To Daniel Oliver   3 November [1860]1

15 Marine Parade | Eastbourne

Nov. 3d

My dear Mr Oliver

My daughter has escaped the imminent danger she was in for a week & our minds are now tolerably at ease; & we hope to get home in a week or 10 days, if she progresses favourably.—2

I shall be anxious to hear the result of the election for the Professorship.—3

I presume your time will have been fully occupied in this important matter, & you will not have had time for any experiments on Dionæa with the C. of Ammonia; nor had time to look at the moving red matter in the Hairs of Drosera.—4 I am so greatly obliged to you for taking so much trouble to copy the extract from Bot.
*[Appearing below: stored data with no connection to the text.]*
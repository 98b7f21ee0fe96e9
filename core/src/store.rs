use anyhow::Result;
use async_trait::async_trait;

use crate::models::{Document, Fields};

/// How `set_document` treats fields already stored in the document.
#[derive(Debug, Clone, Copy, PartialEq, Eq)]
pub enum SetMode {
    /// Replace the whole document with the given fields.
    Overwrite,
    /// Write only the given fields, leaving all others untouched.
    Merge,
}

#[derive(Debug, Clone, Default)]
pub struct Page {
    pub documents: Vec<Document>,
    pub next_page_token: Option<String>,
}

/// A hierarchical document store (collections of documents addressed by
/// slash-separated paths).
///
/// The CLI implements this against Firestore over REST; `LocalStore` backs it
/// with SQLite. Any `Value::ServerTimestamp` in written fields is replaced by
/// the store's commit time.
#[async_trait]
pub trait DocumentStore: Send + Sync {
    /// List one page of documents directly inside `collection`.
    ///
    /// `page_token` is the `next_page_token` of the previous page, or `None`
    /// for the first page.
    async fn list_documents(
        &self,
        collection: &str,
        page_size: usize,
        page_token: Option<&str>,
    ) -> Result<Page>;

    async fn get_document(&self, path: &str) -> Result<Option<Document>>;

    async fn set_document(&self, path: &str, fields: &Fields, mode: SetMode) -> Result<()>;

    /// Create a document with a store-generated id and return that id.
    async fn add_document(&self, collection: &str, fields: &Fields) -> Result<String>;
}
Zeitung.5 I presume there is a paper in extenso.—   Is this so? The author has missed the point which seems to me most interesting, viz that though the Hairs close equally (or nearly so) over animal, vegetable & inorganic dry substances; they remain closed much longer over animal than over other substances. This fact led me to try the nitrogenous & non-nitrogenous fluids; for somehow the plant knows well when it has caught good food.—   You were right in anticipating (as I believe you did) that C. of Ammonia acts on the fluid in cells of other plants, as in case of Drosera; I find it so with Lemna & almost as quickly with the roots of a little Euphorbia, as with the hairs of Drosera.6 I have asked Daubeny whether the action of C. of Amm. on the sap of plants was known; & he says he does not remember having heard of it.7

Yours very sincerely | C. Darwin

P.S.8 There is something which looks odd to me in the roots of the Duck-weed;9 a new root seems formed within the old one; at least an old outer cylinder is cast off in pieces; but it is out of my line.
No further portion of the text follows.